Of course, the RBI doesn’t say no out of petulance. It says it because it has examined the situation and believes that this take implies too much financial instability.Raghuram Rajan, Former Governor, RBI
“I think that relationship has gone on for a long and the fact that the RBI says no is not new. The government can keep asking and say please consider this, please consider that but at some point, it says okay I respect your decision, you are the financial stability regulator and I back off”.
On the issue of the government citing Section 7 of the RBI Act that gives it powers to issue directions to RBI governor on issues of public interest, Rajan said it would be best if each side respected the other's motivation and thoughts.

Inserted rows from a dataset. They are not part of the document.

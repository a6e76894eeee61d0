mod events;
mod notebooks;
mod notes;
mod publications;
mod sharing;

pub use events::{
    claim_undo, get_event, has_newer_live_event, insert_event, latest_event, list_events, release_undo,
};
pub use notebooks::{
    delete_index_state, delete_notebook_row, get_notebook, insert_notebook, mark_index_dirty,
    set_notebook_fields, set_note_order, set_publication_state, upsert_notebook,
};
pub use notes::{
    delete_notes_for_notebook, detach_notes_from_notebook, get_note, insert_note, list_notes_for_notebook,
    set_note_notebook, upsert_note,
};
pub use publications::{
    delete_document, delete_publication, get_document, get_publication, get_publication_by_slug, upsert_document,
    upsert_publication,
};
pub use sharing::{
    delete_memberships, delete_share_links, insert_share_link, list_memberships, list_share_links,
    upsert_membership,
};

use crate::config::TransactionMode;
use crate::errors::{AppError, AppResult};
use chrono::{DateTime, Utc};
use rusqlite::Connection;
use std::fs;
use std::path::{Path, PathBuf};
use std::sync::{Mutex, MutexGuard};

const SCHEMA_SQL: &str = include_str!("schema.sql");

#[derive(Debug, Clone, Copy, PartialEq, Eq)]
pub struct StoreCapabilities {
    pub transactions: bool,
}

#[derive(Debug)]
pub struct Database {
    conn: Mutex<Connection>,
    db_path: PathBuf,
    capabilities: StoreCapabilities,
}

impl Database {
    pub fn new(path: &Path, mode: TransactionMode) -> AppResult<Self> {
        if let Some(parent) = path.parent() {
            if !parent.as_os_str().is_empty() {
                fs::create_dir_all(parent).map_err(|err| AppError::Io(err.to_string()))?;
            }
        }
        let conn = Connection::open(path).map_err(AppError::from)?;
        conn.execute_batch("PRAGMA foreign_keys = ON;")?;
        conn.execute_batch(SCHEMA_SQL).map_err(AppError::from)?;

        let transactions = match mode {
            TransactionMode::Enabled => true,
            TransactionMode::Disabled => false,
            TransactionMode::Auto => probe_transactions(&conn),
        };
        tracing::info!(
            path = %path.to_string_lossy(),
            transactions,
            mode = ?mode,
            "opened notebook history store"
        );

        Ok(Self {
            conn: Mutex::new(conn),
            db_path: path.to_path_buf(),
            capabilities: StoreCapabilities { transactions },
        })
    }

    pub fn capabilities(&self) -> StoreCapabilities {
        self.capabilities
    }

    pub fn path(&self) -> &Path {
        &self.db_path
    }

    pub(crate) fn lock(&self) -> AppResult<MutexGuard<'_, Connection>> {
        self.conn
            .lock()
            .map_err(|_| AppError::Internal("database mutex poisoned".to_string()))
    }

    pub fn read<T, F>(&self, f: F) -> AppResult<T>
    where
        F: FnOnce(&Connection) -> AppResult<T>,
    {
        let conn = self.lock()?;
        f(&conn)
    }
}

fn probe_transactions(conn: &Connection) -> bool {
    if !conn.is_autocommit() {
        return false;
    }
    match conn.execute_batch("SAVEPOINT capability_probe; RELEASE capability_probe;") {
        Ok(()) => true,
        Err(error) => {
            tracing::warn!(error = %error, "transaction capability probe failed");
            false
        }
    }
}

pub(crate) fn parse_time(raw: &str) -> rusqlite::Result<DateTime<Utc>> {
    DateTime::parse_from_rfc3339(raw)
        .map(|dt| dt.with_timezone(&Utc))
        .map_err(|error| conversion_error(error.to_string()))
}

pub(crate) fn parse_optional_time(raw: Option<String>) -> rusqlite::Result<Option<DateTime<Utc>>> {
    raw.map(|value| parse_time(&value)).transpose()
}

pub(crate) fn parse_json<T: serde::de::DeserializeOwned>(raw: &str) -> rusqlite::Result<T> {
    serde_json::from_str(raw).map_err(|error| conversion_error(error.to_string()))
}

pub(crate) fn conversion_error(message: String) -> rusqlite::Error {
    rusqlite::Error::FromSqlConversionFailure(
        0,
        rusqlite::types::Type::Text,
        Box::new(std::io::Error::new(std::io::ErrorKind::InvalidData, message)),
    )
}

#[cfg(test)]
pub(crate) fn open_test_database(mode: TransactionMode) -> (tempfile::TempDir, Database) {
    let dir = tempfile::tempdir().expect("tempdir");
    let db_path = dir.path().join("test.db");
    let db = Database::new(&db_path, mode).expect("db");
    (dir, db)
}
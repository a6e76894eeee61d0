use crate::config::HistoryConfig;
use crate::db::{self, Database};
use crate::errors::{AppError, AppResult};
use crate::guard::apply_undo_for_notebook_event;
use crate::indexer::SearchIndexer;
use crate::models::{
    AddMemberRequest, ChainReport, CollabDocument, CommandPayload, CreateNoteRequest, CreateNotebookRequest,
    CreateShareLinkRequest, DeleteNotebookRequest, Membership, MembershipRole, MembershipStatus,
    MoveNotesRequest, NewNotebookEvent, Note, NotePlacement, Notebook, NotebookEvent, NotebookEventType,
    Publication, PublicationState, PublishNotebookRequest, RecordSyncRequest, RecordedCommand, ShareLink,
    UndoAction, UndoOutcome, UndoRequest, UnpublishNotebookRequest, UpdateNotebookRequest,
};
use crate::recorder::{append_notebook_event, verify_chain, EventLimits};
use crate::snapshot::{capture_publication, content_hash, NotebookSnapshot, SubtreeParts};
use crate::undo::remove_notebook_subtree;
use chrono::Utc;
use once_cell::sync::Lazy;
use regex::Regex;
use rusqlite::Connection;
use serde_json::{json, Value};
use std::collections::{BTreeMap, BTreeSet};
use std::sync::Arc;
use uuid::Uuid;

static SLUG_RE: Lazy<Regex> =
    Lazy::new(|| Regex::new(r"^[a-z0-9](?:[a-z0-9-]{0,62}[a-z0-9])?$").expect("valid slug regex"));

/// Notebook commands. Every mutating command runs under
/// [`Database::run_command`] and records exactly one event.
pub struct NotebookService {
    db: Arc<Database>,
    indexer: Arc<dyn SearchIndexer>,
    limits: EventLimits,
}
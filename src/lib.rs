pub mod commands;
pub mod config;
mod coordinator;
pub mod db;
pub mod errors;
pub mod guard;
pub mod indexer;
pub mod models;
pub mod recorder;
pub mod snapshot;
pub mod undo;

pub use crate::commands::NotebookService;
pub use crate::config::{HistoryConfig, TransactionMode};
pub use crate::db::{Database, StoreCapabilities};
pub use crate::errors::{AppError, AppResult};
pub use crate::guard::apply_undo_for_notebook_event;
pub use crate::indexer::{NoopIndexer, SearchIndexer};
pub use crate::recorder::{append_notebook_event, verify_chain, EventLimits};

use tracing_appender::non_blocking::WorkerGuard;

static LOG_GUARD: std::sync::OnceLock<WorkerGuard> = std::sync::OnceLock::new();

/// Installs the global subscriber. `RUST_LOG` overrides `config.log_filter`.
/// With `log_dir` set, JSON lines go to a daily rolling `history.log`.
pub fn init_tracing(config: &HistoryConfig) -> AppResult<()> {
    let filter = tracing_subscriber::EnvFilter::try_from_default_env()
        .unwrap_or_else(|_| tracing_subscriber::EnvFilter::new(&config.log_filter));

    let Some(log_dir) = config.log_dir.as_ref() else {
        return tracing_subscriber::fmt()
            .with_env_filter(filter)
            .with_writer(std::io::stderr)
            .try_init()
            .map_err(|error| AppError::Internal(error.to_string()));
    };

    std::fs::create_dir_all(log_dir)?;
    let file_appender = tracing_appender::rolling::daily(log_dir, "history.log");
    let (non_blocking, guard) = tracing_appender::non_blocking(file_appender);
    let _ = LOG_GUARD.set(guard);

    tracing_subscriber::fmt()
        .with_env_filter(filter)
        .json()
        .with_writer(non_blocking)
        .try_init()
        .map_err(|error| AppError::Internal(error.to_string()))
}
use thiserror::Error;

#[derive(Debug, Error)]
pub enum AppError {
    #[error("NOTEBOOK_NOT_FOUND: {0}")]
    NotebookNotFound(String),
    #[error("EVENT_NOT_FOUND: {0}")]
    EventNotFound(String),
    #[error("EVENT_ALREADY_UNDONE: {0}")]
    EventAlreadyUndone(String),
    #[error("EVENT_CONFLICT: {0}")]
    EventConflict(String),
    #[error("UNDO_UNSUPPORTED: {0}")]
    UndoUnsupported(String),
    #[error("UNDO_UNSUPPORTED_PAYLOAD: {0}")]
    UndoUnsupportedPayload(String),
    #[error("INVALID_EVENT: {0}")]
    InvalidEvent(String),
    #[error("INVALID_INPUT: {0}")]
    InvalidInput(String),
    #[error("NOT_FOUND: {0}")]
    NotFound(String),
    #[error("TRANSACTION_UNSUPPORTED: {0}")]
    TransactionUnsupported(String),
    #[error("IO_FAILURE: {0}")]
    Io(String),
    #[error("INTERNAL: {0}")]
    Internal(String),
}

impl AppError {
    pub fn code(&self) -> &'static str {
        match self {
            Self::NotebookNotFound(_) => "NOTEBOOK_NOT_FOUND",
            Self::EventNotFound(_) => "EVENT_NOT_FOUND",
            Self::EventAlreadyUndone(_) => "EVENT_ALREADY_UNDONE",
            Self::EventConflict(_) => "EVENT_CONFLICT",
            Self::UndoUnsupported(_) => "UNDO_UNSUPPORTED",
            Self::UndoUnsupportedPayload(_) => "UNDO_UNSUPPORTED_PAYLOAD",
            Self::InvalidEvent(_) => "INVALID_EVENT",
            Self::InvalidInput(_) => "INVALID_INPUT",
            Self::NotFound(_) => "NOT_FOUND",
            Self::TransactionUnsupported(_) => "TRANSACTION_UNSUPPORTED",
            Self::Io(_) => "IO_FAILURE",
            Self::Internal(_) => "INTERNAL",
        }
    }
}

impl From<std::io::Error> for AppError {
    fn from(value: std::io::Error) -> Self {
        Self::Io(value.to_string())
    }
}

impl From<rusqlite::Error> for AppError {
    fn from(value: rusqlite::Error) -> Self {
        Self::Internal(value.to_string())
    }
}

impl From<serde_json::Error> for AppError {
    fn from(value: serde_json::Error) -> Self {
        Self::Internal(value.to_string())
    }
}

impl From<serde_yaml::Error> for AppError {
    fn from(value: serde_yaml::Error) -> Self {
        Self::InvalidInput(value.to_string())
    }
}

impl From<anyhow::Error> for AppError {
    fn from(value: anyhow::Error) -> Self {
        Self::Internal(value.to_string())
    }
}

pub type AppResult<T> = Result<T, AppError>;

#[cfg(test)]
mod tests {
    use super::AppError;

    #[test]
    fn display_is_prefixed_with_the_error_code() {
        let error = AppError::EventConflict("newer event evt-2 exists".to_string());
        assert_eq!(error.code(), "EVENT_CONFLICT");
        assert_eq!(error.to_string(), "EVENT_CONFLICT: newer event evt-2 exists");
    }
}
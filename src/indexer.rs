/// Search-index side collaborator, told which notebooks need re-indexing after
/// an undo commits. Failures are logged by the caller and never roll back.
pub trait SearchIndexer: Send + Sync {
    fn invalidate_notebooks(&self, notebook_ids: &[String]) -> anyhow::Result<()>;
}

#[derive(Debug, Clone, Copy, Default)]
pub struct NoopIndexer;

impl SearchIndexer for NoopIndexer {
    fn invalidate_notebooks(&self, _notebook_ids: &[String]) -> anyhow::Result<()> {
        Ok(())
    }
}
mod fields;
mod notebook;
mod notes;
mod publication;

pub(crate) use notebook::remove_notebook_subtree;

use crate::errors::{AppError, AppResult};
use crate::models::{InversePayload, Notebook, NotebookEvent, UndoAction, UndoActionKind};
use chrono::{DateTime, Utc};
use rusqlite::Connection;
use std::collections::BTreeSet;

#[derive(Debug, Clone, PartialEq, Eq)]
pub enum Dispatch {
    Applied {
        action: UndoActionKind,
        affected_notebook_ids: BTreeSet<String>,
    },
    /// Nothing can reverse this event; the caller reports `UNDO_UNSUPPORTED`.
    Unsupported { action: String },
}

/// Runs the compensating writes for `event` against `notebook`, which is the
/// live row or a stand-in when the notebook no longer exists.
pub fn dispatch(
    conn: &Connection,
    notebook: &Notebook,
    event: &NotebookEvent,
    now: DateTime<Utc>,
) -> AppResult<Dispatch> {
    let action = match &event.inverse_payload {
        InversePayload::Action(action) => action,
        InversePayload::Malformed { action, reason, .. } => {
            return Err(AppError::UndoUnsupportedPayload(format!(
                "{} payload on event {} is malformed: {}",
                action.as_str(),
                event.id,
                reason
            )));
        }
        InversePayload::Unrecognized(_) => {
            return Ok(Dispatch::Unsupported {
                action: event.inverse_payload.action_tag(),
            });
        }
    };

    let affected_notebook_ids = match action {
        UndoAction::RestoreNotebookFields { previous } => {
            fields::restore_notebook_fields(conn, notebook, previous, now)?
        }
        UndoAction::RestoreNoteNotebook { notes } => notes::restore_note_notebook(conn, notebook, notes, now)?,
        UndoAction::DeleteNotebook { notebook_id } => {
            ensure_same_notebook(event, notebook_id)?;
            notebook::delete_notebook(conn, notebook_id, now)?
        }
        UndoAction::RestoreNotebook { snapshot } => {
            ensure_same_notebook(event, &snapshot.notebook.id)?;
            notebook::restore_notebook(conn, snapshot, now)?
        }
        UndoAction::RestoreNotebookPublication { previous, publication } => {
            publication::restore_notebook_publication(conn, notebook, previous, publication.as_ref(), now)?
        }
        UndoAction::Noop => {
            return Ok(Dispatch::Unsupported {
                action: UndoActionKind::Noop.as_str().to_string(),
            });
        }
    };

    Ok(Dispatch::Applied {
        action: action.kind(),
        affected_notebook_ids,
    })
}

fn ensure_same_notebook(event: &NotebookEvent, payload_notebook_id: &str) -> AppResult<()> {
    if payload_notebook_id != event.notebook_id {
        return Err(AppError::UndoUnsupportedPayload(format!(
            "event {} targets notebook {} but its inverse names {}",
            event.id, event.notebook_id, payload_notebook_id
        )));
    }
    Ok(())
}
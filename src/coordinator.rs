use crate::db::Database;
use crate::errors::{AppError, AppResult};
use rusqlite::Connection;

impl Database {
    /// Runs one notebook command as a single unit of work.
    ///
    /// Without transaction support the command runs directly against the
    /// connection. If a transaction cannot be opened the whole command is
    /// retried once without one; a crash in between can then leave an entity
    /// write with no event, which only means that change is not undoable.
    pub fn run_command<T, F>(&self, command: &str, mut operation: F) -> AppResult<T>
    where
        F: FnMut(&Connection) -> AppResult<T>,
    {
        let mut conn = self.lock()?;
        if !self.capabilities().transactions {
            tracing::debug!(command, "store has no transactions; running command directly");
            return operation(&conn);
        }

        match run_in_transaction(&mut conn, &mut operation) {
            Err(AppError::TransactionUnsupported(reason)) => {
                tracing::warn!(
                    command,
                    reason = %reason,
                    "transaction unavailable; retrying command without one"
                );
                operation(&conn)
            }
            other => other,
        }
    }
}

fn run_in_transaction<T, F>(conn: &mut Connection, operation: &mut F) -> AppResult<T>
where
    F: FnMut(&Connection) -> AppResult<T>,
{
    if !conn.is_autocommit() {
        return Err(AppError::TransactionUnsupported(
            "connection is already inside a transaction".to_string(),
        ));
    }
    let tx = conn
        .transaction()
        .map_err(|error| AppError::TransactionUnsupported(error.to_string()))?;
    let value = operation(&tx)?;
    tx.commit()?;
    Ok(value)
}
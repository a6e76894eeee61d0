use crate::db;
use crate::errors::{AppError, AppResult};
use crate::models::{Notebook, PublicationState};
use crate::snapshot::PublicationSnapshot;
use super::notebook::ensure_slug_available;
use chrono::{DateTime, Utc};
use rusqlite::Connection;
use std::collections::BTreeSet;

pub(super) fn restore_notebook_publication(
    conn: &Connection,
    notebook: &Notebook,
    previous: &PublicationState,
    publication: Option<&PublicationSnapshot>,
    now: DateTime<Utc>,
) -> AppResult<BTreeSet<String>> {
    let restored = match (previous.is_public, publication) {
        (false, _) => None,
        (true, Some(publication)) if previous.slug.as_deref() == Some(publication.slug.as_str()) => {
            Some(publication.to_publication(&notebook.id))
        }
        (true, Some(publication)) => {
            return Err(AppError::UndoUnsupportedPayload(format!(
                "publication slug {} does not match the recorded slug {:?}",
                publication.slug, previous.slug
            )));
        }
        (true, None) => {
            return Err(AppError::UndoUnsupportedPayload(format!(
                "notebook {} was public but the payload has no publication snapshot",
                notebook.id
            )));
        }
    };

    if let Some(publication) = restored.as_ref() {
        ensure_slug_available(conn, publication)?;
    }

    db::set_publication_state(conn, &notebook.id, previous, now)?;
    match restored {
        Some(publication) => db::upsert_publication(conn, &publication)?,
        None => {
            db::delete_publication(conn, &notebook.id)?;
        }
    }
    db::mark_index_dirty(conn, &notebook.id, now)?;
    Ok(BTreeSet::from([notebook.id.clone()]))
}
use super::parse_time;
use crate::errors::AppResult;
use crate::models::Note;
use chrono::{DateTime, Utc};
use rusqlite::{params, Connection, OptionalExtension};

const NOTE_COLUMNS: &str = "id, notebook_id, owner_id, title, content, tags_json, created_at, updated_at";

const INSERT_NOTE_SQL: &str = "INSERT INTO notes (id, notebook_id, owner_id, title, content, tags_json, created_at, updated_at)
     VALUES (?1, ?2, ?3, ?4, ?5, ?6, ?7, ?8)";

pub fn insert_note(conn: &Connection, note: &Note) -> AppResult<()> {
    write_note(conn, INSERT_NOTE_SQL, note)
}

pub fn upsert_note(conn: &Connection, note: &Note) -> AppResult<()> {
    let sql = format!(
        "{} ON CONFLICT(id) DO UPDATE SET
           notebook_id = excluded.notebook_id,
           owner_id = excluded.owner_id,
           title = excluded.title,
           content = excluded.content,
           tags_json = excluded.tags_json,
           updated_at = excluded.updated_at",
        INSERT_NOTE_SQL
    );
    write_note(conn, &sql, note)
}

fn write_note(conn: &Connection, sql: &str, note: &Note) -> AppResult<()> {
    conn.execute(
        sql,
        params![
            note.id,
            note.notebook_id,
            note.owner_id,
            note.title,
            note.content,
            serde_json::to_string(&note.tags)?,
            note.created_at.to_rfc3339(),
            note.updated_at.to_rfc3339(),
        ],
    )?;
    Ok(())
}

pub fn get_note(conn: &Connection, note_id: &str) -> AppResult<Option<Note>> {
    let sql = format!("SELECT {} FROM notes WHERE id = ?1", NOTE_COLUMNS);
    conn.query_row(&sql, [note_id], parse_note_row)
        .optional()
        .map_err(Into::into)
}

pub fn list_notes_for_notebook(conn: &Connection, notebook_id: &str) -> AppResult<Vec<Note>> {
    let sql = format!(
        "SELECT {} FROM notes WHERE notebook_id = ?1 ORDER BY created_at ASC, id ASC",
        NOTE_COLUMNS
    );
    let mut stmt = conn.prepare(&sql)?;
    let rows = stmt
        .query_map([notebook_id], parse_note_row)?
        .collect::<Result<Vec<_>, _>>()?;
    Ok(rows)
}

pub fn set_note_notebook(
    conn: &Connection,
    note_id: &str,
    notebook_id: Option<&str>,
    now: DateTime<Utc>,
) -> AppResult<usize> {
    Ok(conn.execute(
        "UPDATE notes SET notebook_id = ?1, updated_at = ?2 WHERE id = ?3",
        params![notebook_id, now.to_rfc3339(), note_id],
    )?)
}

pub fn delete_notes_for_notebook(conn: &Connection, notebook_id: &str) -> AppResult<usize> {
    Ok(conn.execute("DELETE FROM notes WHERE notebook_id = ?1", [notebook_id])?)
}

pub fn detach_notes_from_notebook(conn: &Connection, notebook_id: &str, now: DateTime<Utc>) -> AppResult<usize> {
    Ok(conn.execute(
        "UPDATE notes SET notebook_id = NULL, updated_at = ?1 WHERE notebook_id = ?2",
        params![now.to_rfc3339(), notebook_id],
    )?)
}

fn parse_note_row(row: &rusqlite::Row<'_>) -> rusqlite::Result<Note> {
    Ok(Note {
        id: row.get(0)?,
        notebook_id: row.get(1)?,
        owner_id: row.get(2)?,
        title: row.get(3)?,
        content: row.get(4)?,
        tags: serde_json::from_str::<Vec<String>>(&row.get::<_, String>(5)?).unwrap_or_default(),
        created_at: parse_time(&row.get::<_, String>(6)?)?,
        updated_at: parse_time(&row.get::<_, String>(7)?)?,
    })
}
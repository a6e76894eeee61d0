use super::{parse_json, parse_optional_time, parse_time};
use crate::errors::AppResult;
use crate::models::{Notebook, NotebookFieldSet, PublicationState};
use chrono::{DateTime, Utc};
use rusqlite::{params, Connection, OptionalExtension};

const NOTEBOOK_COLUMNS: &str = "id, owner_id, workspace_id, name, color, icon, description, is_public, public_slug,
     public_metadata_json, published_at, note_order_json, created_at, updated_at";

const INSERT_NOTEBOOK_SQL: &str = "INSERT INTO notebooks (
       id, owner_id, workspace_id, name, color, icon, description, is_public, public_slug,
       public_metadata_json, published_at, note_order_json, created_at, updated_at
     ) VALUES (?1, ?2, ?3, ?4, ?5, ?6, ?7, ?8, ?9, ?10, ?11, ?12, ?13, ?14)";

pub fn insert_notebook(conn: &Connection, notebook: &Notebook) -> AppResult<()> {
    write_notebook(conn, INSERT_NOTEBOOK_SQL, notebook)
}

/// Writes `notebook` at its own id, replacing any row already there.
pub fn upsert_notebook(conn: &Connection, notebook: &Notebook) -> AppResult<()> {
    let sql = format!(
        "{} ON CONFLICT(id) DO UPDATE SET
           owner_id = excluded.owner_id,
           workspace_id = excluded.workspace_id,
           name = excluded.name,
           color = excluded.color,
           icon = excluded.icon,
           description = excluded.description,
           is_public = excluded.is_public,
           public_slug = excluded.public_slug,
           public_metadata_json = excluded.public_metadata_json,
           published_at = excluded.published_at,
           note_order_json = excluded.note_order_json,
           created_at = excluded.created_at,
           updated_at = excluded.updated_at",
        INSERT_NOTEBOOK_SQL
    );
    write_notebook(conn, &sql, notebook)
}

fn write_notebook(conn: &Connection, sql: &str, notebook: &Notebook) -> AppResult<()> {
    let metadata = notebook
        .public_metadata
        .as_ref()
        .map(serde_json::to_string)
        .transpose()?;
    conn.execute(
        sql,
        params![
            notebook.id,
            notebook.owner_id,
            notebook.workspace_id,
            notebook.name,
            notebook.color,
            notebook.icon,
            notebook.description,
            i32::from(notebook.is_public),
            notebook.public_slug,
            metadata,
            notebook.published_at.map(|value| value.to_rfc3339()),
            serde_json::to_string(&notebook.note_order)?,
            notebook.created_at.to_rfc3339(),
            notebook.updated_at.to_rfc3339(),
        ],
    )?;
    Ok(())
}

pub fn get_notebook(conn: &Connection, notebook_id: &str) -> AppResult<Option<Notebook>> {
    let sql = format!("SELECT {} FROM notebooks WHERE id = ?1", NOTEBOOK_COLUMNS);
    conn.query_row(&sql, [notebook_id], parse_notebook_row)
        .optional()
        .map_err(Into::into)
}

pub fn set_notebook_fields(
    conn: &Connection,
    notebook_id: &str,
    fields: &NotebookFieldSet,
    now: DateTime<Utc>,
) -> AppResult<Option<Notebook>> {
    let Some(mut notebook) = get_notebook(conn, notebook_id)? else {
        return Ok(None);
    };
    if let Some(name) = fields.name.as_ref() {
        notebook.name = name.clone();
    }
    if let Some(color) = fields.color.as_ref() {
        notebook.color = color.clone();
    }
    if let Some(icon) = fields.icon.as_ref() {
        notebook.icon = icon.clone();
    }
    if let Some(description) = fields.description.as_ref() {
        notebook.description = description.clone();
    }
    notebook.updated_at = now;

    conn.execute(
        "UPDATE notebooks SET name = ?1, color = ?2, icon = ?3, description = ?4, updated_at = ?5 WHERE id = ?6",
        params![
            notebook.name,
            notebook.color,
            notebook.icon,
            notebook.description,
            now.to_rfc3339(),
            notebook_id
        ],
    )?;
    Ok(Some(notebook))
}

pub fn set_note_order(conn: &Connection, notebook_id: &str, order: &[String], now: DateTime<Utc>) -> AppResult<()> {
    conn.execute(
        "UPDATE notebooks SET note_order_json = ?1, updated_at = ?2 WHERE id = ?3",
        params![serde_json::to_string(order)?, now.to_rfc3339(), notebook_id],
    )?;
    Ok(())
}

pub fn set_publication_state(
    conn: &Connection,
    notebook_id: &str,
    state: &PublicationState,
    now: DateTime<Utc>,
) -> AppResult<()> {
    let metadata = state.metadata.as_ref().map(serde_json::to_string).transpose()?;
    conn.execute(
        "UPDATE notebooks
         SET is_public = ?1, public_slug = ?2, public_metadata_json = ?3, published_at = ?4, updated_at = ?5
         WHERE id = ?6",
        params![
            i32::from(state.is_public),
            state.slug,
            metadata,
            state.published_at.map(|value| value.to_rfc3339()),
            now.to_rfc3339(),
            notebook_id
        ],
    )?;
    Ok(())
}

pub fn delete_notebook_row(conn: &Connection, notebook_id: &str) -> AppResult<usize> {
    Ok(conn.execute("DELETE FROM notebooks WHERE id = ?1", [notebook_id])?)
}

pub fn mark_index_dirty(conn: &Connection, notebook_id: &str, now: DateTime<Utc>) -> AppResult<()> {
    conn.execute(
        "INSERT INTO notebook_index_state (notebook_id, dirty, updated_at) VALUES (?1, 1, ?2)
         ON CONFLICT(notebook_id) DO UPDATE SET dirty = 1, updated_at = excluded.updated_at",
        params![notebook_id, now.to_rfc3339()],
    )?;
    Ok(())
}

pub fn delete_index_state(conn: &Connection, notebook_id: &str) -> AppResult<usize> {
    Ok(conn.execute(
        "DELETE FROM notebook_index_state WHERE notebook_id = ?1",
        [notebook_id],
    )?)
}

fn parse_notebook_row(row: &rusqlite::Row<'_>) -> rusqlite::Result<Notebook> {
    Ok(Notebook {
        id: row.get(0)?,
        owner_id: row.get(1)?,
        workspace_id: row.get(2)?,
        name: row.get(3)?,
        color: row.get(4)?,
        icon: row.get(5)?,
        description: row.get(6)?,
        is_public: row.get::<_, i32>(7)? != 0,
        public_slug: row.get(8)?,
        public_metadata: row
            .get::<_, Option<String>>(9)?
            .map(|raw| parse_json(&raw))
            .transpose()?,
        published_at: parse_optional_time(row.get(10)?)?,
        note_order: serde_json::from_str::<Vec<String>>(&row.get::<_, String>(11)?).unwrap_or_default(),
        created_at: parse_time(&row.get::<_, String>(12)?)?,
        updated_at: parse_time(&row.get::<_, String>(13)?)?,
    })
}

“And ultimately the RBI after listening to the government and hearing what the government’s issues were provided the best professional answer it could and historically it has done that. I have no doubt it is doing that today. It has a responsibility to fulfill to the nation. It has to listen of course but at the end of it, after listening it has to make a decision because ultimately it has that responsibility,” he said.
On the problems facing non-banking finance companies, he said the central bank needs to examine the liquidity problem much closer and solve the issue by putting liquidity in the market. “I think the markets are somewhat nervous but I don't think given that NBFCs account for 17 to 18 percent of assets, that this is an unmanageable problem. I think we can manage it, we have to look carefully at it, see what is really a solvency issue, what is a liquidity issue.”